* **Data entries**:
# # # #

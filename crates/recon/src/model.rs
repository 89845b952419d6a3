use chrono::NaiveDate;
use serde::Serialize;

// ---------------------------------------------------------------------------
// Sources
// ---------------------------------------------------------------------------

#[derive(Debug, Clone, Copy, PartialEq, Eq, Hash, Serialize)]
#[serde(rename_all = "snake_case")]
pub enum Source {
    Drmis,
    Oracle,
}

impl std::fmt::Display for Source {
    fn fmt(&self, f: &mut std::fmt::Formatter<'_>) -> std::fmt::Result {
        match self {
            Self::Drmis => write!(f, "DRMIS"),
            Self::Oracle => write!(f, "Oracle"),
        }
    }
}

// ---------------------------------------------------------------------------
// Canonical records
// ---------------------------------------------------------------------------

/// One DRMIS row after normalization and filtering.
#[derive(Debug, Clone, PartialEq, Serialize)]
pub struct DrmisRecord {
    pub employee_id: String,
    pub date: NaiveDate,
    pub hours: f64,
    pub leave_code: String,
}

/// One Oracle leave day. Never carries an employee id.
#[derive(Debug, Clone, PartialEq, Serialize)]
pub struct OracleRecord {
    pub date: NaiveDate,
    pub hours: f64,
    pub leave_code: String,
}

// ---------------------------------------------------------------------------
// Merge + diff
// ---------------------------------------------------------------------------

/// Both sides of one (date, employee) slot. A side with no record holds
/// zero hours and an empty code.
#[derive(Debug, Clone, PartialEq, Serialize)]
pub struct MergedRow {
    pub date: NaiveDate,
    pub employee_id: String,
    pub drmis_hours: f64,
    pub drmis_code: String,
    pub oracle_hours: f64,
    pub oracle_code: String,
}

impl MergedRow {
    pub fn code_differs(&self) -> bool {
        self.drmis_code != self.oracle_code
    }

    pub fn hours_differ(&self) -> bool {
        self.drmis_hours != self.oracle_hours
    }

    pub fn is_mismatch(&self) -> bool {
        self.code_differs() || self.hours_differ()
    }
}

#[derive(Debug, Clone, PartialEq, Serialize)]
pub struct Mismatch {
    pub id: usize,
    pub date: NaiveDate,
    pub employee_id: String,
    pub drmis_hours: f64,
    pub drmis_code: String,
    pub oracle_hours: f64,
    pub oracle_code: String,
    /// Whether the row takes part in edit generation (user may untick rows).
    pub included: bool,
}

impl Mismatch {
    pub fn code_differs(&self) -> bool {
        self.drmis_code != self.oracle_code
    }

    pub fn hours_differ(&self) -> bool {
        self.drmis_hours != self.oracle_hours
    }
}

// ---------------------------------------------------------------------------
// Correction entries
// ---------------------------------------------------------------------------

/// The edit a mismatch asks for in DRMIS.
#[derive(Debug, Clone, PartialEq, Serialize)]
pub struct CorrectionEntry {
    pub employee_id: String,
    pub date: NaiveDate,
    pub work_order: String,
    pub act_code: String,
    pub target_code: String,
    pub hours: f64,
    pub discrepancy_reason: String,
    pub original_drmis_code: String,
    pub original_drmis_hours: f64,
    /// Oracle's leave code stands in for a different DRMIS leave code.
    pub replaced: bool,
}

impl CorrectionEntry {
    pub fn display_date(&self) -> String {
        self.date.format("%Y-%m-%d").to_string()
    }
}

/// Work-order row synthesized next to a data row.
#[derive(Debug, Clone, PartialEq, Serialize)]
pub struct SupplementaryEntry {
    pub employee_id: String,
    pub date: NaiveDate,
    pub work_order: String,
    pub act_code: String,
    pub code: String,
    pub hours: f64,
}

#[derive(Debug, Clone, PartialEq, Serialize)]
pub struct TotalRow {
    pub label: String,
    /// Oracle hours for the day; the running total starts here.
    pub seed_hours: f64,
}

/// A mismatch's data row, the rows added beneath it, and its total row.
#[derive(Debug, Clone, PartialEq, Serialize)]
pub struct EditGroup {
    pub mismatch_id: usize,
    pub data_row: CorrectionEntry,
    pub supplementary: Vec<SupplementaryEntry>,
    pub total: TotalRow,
}

impl EditGroup {
    /// Hours already placed in supplementary rows.
    pub fn consumed_hours(&self) -> f64 {
        self.supplementary.iter().map(|s| s.hours).sum()
    }

    /// Data row hours plus every supplementary row.
    pub fn total_hours(&self) -> f64 {
        self.data_row.hours + self.consumed_hours()
    }
}

// ---------------------------------------------------------------------------
// Detail lookup entries
// ---------------------------------------------------------------------------

/// One unfiltered DRMIS line, kept for hour reallocation.
#[derive(Debug, Clone, PartialEq, Serialize)]
pub struct DetailEntry {
    pub work_order: String,
    pub activity_code: String,
    pub code: String,
    pub hours: f64,
}

// ---------------------------------------------------------------------------
// Summary + Output
// ---------------------------------------------------------------------------

#[derive(Debug, Clone, Default, PartialEq, Serialize)]
pub struct ReconSummary {
    pub drmis_rows_read: usize,
    pub drmis_records: usize,
    pub oracle_rows_read: usize,
    pub oracle_records: usize,
    pub oracle_expanded: usize,
    pub merged_rows: usize,
    pub mismatches: usize,
    pub code_mismatches: usize,
    pub hours_mismatches: usize,
    pub prefilled_groups: usize,
}

#[derive(Debug, Clone, Serialize)]
pub struct ReconReport {
    pub meta: ReconMeta,
    pub summary: ReconSummary,
    pub mismatches: Vec<Mismatch>,
    pub groups: Vec<EditGroup>,
}

#[derive(Debug, Clone, Serialize)]
pub struct ReconMeta {
    pub config_name: String,
    pub employee_id: String,
    pub engine_version: String,
    pub run_at: String,
    pub allow_list_codes: Option<usize>,
}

# # # #

* **EXERCISE BRIEF**: Above are the records. Copy the lines beginning at the one that has "for hour reallocation." and ending with the one that has "Summary + Output", unchanged.

* **EXERCISE RESULT**:
/// One unfiltered DRMIS line, kept for hour reallocation.
#[derive(Debug, Clone, PartialEq, Serialize)]
pub struct DetailEntry {
    pub work_order: String,
    pub activity_code: String,
    pub code: String,
    pub hours: f64,
}

// ---------------------------------------------------------------------------
// Summary + Output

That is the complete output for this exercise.